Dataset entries
□ □ □ □ □ □ □

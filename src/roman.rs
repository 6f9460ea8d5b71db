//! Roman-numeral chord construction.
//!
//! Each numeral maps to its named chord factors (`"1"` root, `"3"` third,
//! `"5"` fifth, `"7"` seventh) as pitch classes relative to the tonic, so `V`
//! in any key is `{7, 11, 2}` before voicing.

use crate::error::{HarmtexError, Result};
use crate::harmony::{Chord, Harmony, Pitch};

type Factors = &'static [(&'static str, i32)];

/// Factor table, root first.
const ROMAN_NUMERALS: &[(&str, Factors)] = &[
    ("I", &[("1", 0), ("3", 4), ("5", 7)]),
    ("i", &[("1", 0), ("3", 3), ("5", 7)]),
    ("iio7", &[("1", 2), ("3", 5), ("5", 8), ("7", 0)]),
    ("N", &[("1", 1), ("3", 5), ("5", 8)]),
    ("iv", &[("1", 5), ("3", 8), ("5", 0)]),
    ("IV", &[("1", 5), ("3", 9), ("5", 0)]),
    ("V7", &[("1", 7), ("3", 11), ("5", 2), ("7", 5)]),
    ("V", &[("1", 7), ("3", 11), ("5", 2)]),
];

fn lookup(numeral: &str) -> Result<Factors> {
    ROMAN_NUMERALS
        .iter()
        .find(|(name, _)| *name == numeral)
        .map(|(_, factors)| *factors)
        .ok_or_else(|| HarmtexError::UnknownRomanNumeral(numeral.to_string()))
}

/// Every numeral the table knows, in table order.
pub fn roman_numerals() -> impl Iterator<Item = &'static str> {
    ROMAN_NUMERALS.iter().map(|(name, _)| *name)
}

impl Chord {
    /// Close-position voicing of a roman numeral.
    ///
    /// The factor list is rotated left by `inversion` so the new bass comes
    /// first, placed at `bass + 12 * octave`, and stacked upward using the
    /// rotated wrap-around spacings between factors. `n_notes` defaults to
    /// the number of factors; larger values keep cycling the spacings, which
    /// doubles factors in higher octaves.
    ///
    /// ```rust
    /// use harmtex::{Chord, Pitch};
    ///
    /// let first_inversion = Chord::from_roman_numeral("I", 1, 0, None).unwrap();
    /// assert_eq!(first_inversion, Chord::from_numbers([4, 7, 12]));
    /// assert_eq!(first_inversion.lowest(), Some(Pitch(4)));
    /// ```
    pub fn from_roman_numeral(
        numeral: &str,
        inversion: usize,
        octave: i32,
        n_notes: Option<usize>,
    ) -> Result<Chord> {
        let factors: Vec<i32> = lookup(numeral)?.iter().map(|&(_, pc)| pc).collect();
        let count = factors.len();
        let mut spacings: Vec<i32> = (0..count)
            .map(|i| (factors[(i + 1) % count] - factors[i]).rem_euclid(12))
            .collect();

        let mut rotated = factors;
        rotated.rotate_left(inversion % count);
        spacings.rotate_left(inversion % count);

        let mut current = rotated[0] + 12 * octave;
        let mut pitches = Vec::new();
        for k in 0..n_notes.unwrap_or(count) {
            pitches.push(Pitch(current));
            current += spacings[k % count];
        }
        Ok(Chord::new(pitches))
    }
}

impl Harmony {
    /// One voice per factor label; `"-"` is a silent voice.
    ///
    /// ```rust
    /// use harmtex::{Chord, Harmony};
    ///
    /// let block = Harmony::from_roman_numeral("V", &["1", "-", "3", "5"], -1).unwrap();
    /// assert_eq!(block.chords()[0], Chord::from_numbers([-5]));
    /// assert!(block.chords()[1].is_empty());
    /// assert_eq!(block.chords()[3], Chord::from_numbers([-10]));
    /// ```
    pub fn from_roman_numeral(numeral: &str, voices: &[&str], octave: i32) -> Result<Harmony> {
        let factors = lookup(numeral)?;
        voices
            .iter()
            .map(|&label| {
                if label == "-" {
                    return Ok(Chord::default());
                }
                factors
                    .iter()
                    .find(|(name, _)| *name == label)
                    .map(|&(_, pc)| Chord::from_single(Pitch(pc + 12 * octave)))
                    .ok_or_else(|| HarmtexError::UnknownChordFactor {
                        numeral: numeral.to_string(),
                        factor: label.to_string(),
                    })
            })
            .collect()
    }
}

□ □ □ □ □ □ □

Line by line, copy the data above.

filename src/roman.rs
repository 6f9460ea8d5b71db
//! Roman-numeral chord construction.
//!
//! Each numeral maps to its named chord factors (`"1"` root, `"3"` third,
//! `"5"` fifth, `"7"` seventh) as pitch classes relative to the tonic, so `V`
//! in any key is `{7, 11, 2}` before voicing.

use crate::error::{HarmtexError, Result};
use crate::harmony::{Chord, Harmony, Pitch};

type Factors = &'static [(&'static str, i32)];

/// Factor table, root first.
const ROMAN_NUMERALS: &[(&str, Factors)] = &[
    ("I", &[("1", 0), ("3", 4), ("5", 7)]),
    ("i", &[("1", 0), ("3", 3), ("5", 7)]),
    ("iio7", &[("1", 2), ("3", 5), ("5", 8), ("7", 0)]),
    ("N", &[("1", 1), ("3", 5), ("5", 8)]),
    ("iv", &[("1", 5), ("3", 8), ("5", 0)]),
    ("IV", &[("1", 5), ("3", 9), ("5", 0)]),
    ("V7", &[("1", 7), ("3", 11), ("5", 2), ("7", 5)]),
    ("V", &[("1", 7), ("3", 11), ("5", 2)]),
];

fn lookup(numeral: &str) -> Result<Factors> {
    ROMAN_NUMERALS
        .iter()
        .find(|(name, _)| *name == numeral)
        .map(|(_, factors)| *factors)
        .ok_or_else(|| HarmtexError::UnknownRomanNumeral(numeral.to_string()))
}

/// Every numeral the table knows, in table order.
pub fn roman_numerals() -> impl Iterator<Item = &'static str> {
    ROMAN_NUMERALS.iter().map(|(name, _)| *name)
}

impl Chord {
    /// Close-position voicing of a roman numeral.
    ///
    /// The factor list is rotated left by `inversion` so the new bass comes
    /// first, placed at `bass + 12 * octave`, and stacked upward using the
    /// rotated wrap-around spacings between factors. `n_notes` defaults to
    /// the number of factors; larger values keep cycling the spacings, which
    /// doubles factors in higher octaves.
    ///
    /// ```rust
    /// use harmtex::{Chord, Pitch};
    ///
    /// let first_inversion = Chord::from_roman_numeral("I", 1, 0, None).unwrap();
    /// assert_eq!(first_inversion, Chord::from_numbers([4, 7, 12]));
    /// assert_eq!(first_inversion.lowest(), Some(Pitch(4)));
    /// ```
    pub fn from_roman_numeral(
        numeral: &str,
        inversion: usize,
        octave: i32,
        n_notes: Option<usize>,
    ) -> Result<Chord> {
        let factors: Vec<i32> = lookup(numeral)?.iter().map(|&(_, pc)| pc).collect();
        let count = factors.len();
        let mut spacings: Vec<i32> = (0..count)
            .map(|i| (factors[(i + 1) % count] - factors[i]).rem_euclid(12))
            .collect();

        let mut rotated = factors;
        rotated.rotate_left(inversion % count);
        spacings.rotate_left(inversion % count);

        let mut current = rotated[0] + 12 * octave;
        let mut pitches = Vec::new();
        for k in 0..n_notes.unwrap_or(count) {
            pitches.push(Pitch(current));
            current += spacings[k % count];
        }
        Ok(Chord::new(pitches))
    }
}

impl Harmony {
    /// One voice per factor label; `"-"` is a silent voice.
    ///
    /// ```rust
    /// use harmtex::{Chord, Harmony};
    ///
    /// let block = Harmony::from_roman_numeral("V", &["1", "-", "3", "5"], -1).unwrap();
    /// assert_eq!(block.chords()[0], Chord::from_numbers([-5]));
    /// assert!(block.chords()[1].is_empty());
    /// assert_eq!(block.chords()[3], Chord::from_numbers([-10]));
    /// ```
    pub fn from_roman_numeral(numeral: &str, voices: &[&str], octave: i32) -> Result<Harmony> {
        let factors = lookup(numeral)?;
        voices
            .iter()
            .map(|&label| {
                if label == "-" {
                    return Ok(Chord::default());
                }
                factors
                    .iter()
                    .find(|(name, _)| *name == label)
                    .map(|&(_, pc)| Chord::from_single(Pitch(pc + 12 * octave)))
                    .ok_or_else(|| HarmtexError::UnknownChordFactor {
                        numeral: numeral.to_string(),
                        factor: label.to_string(),
                    })
            })
            .collect()
    }
}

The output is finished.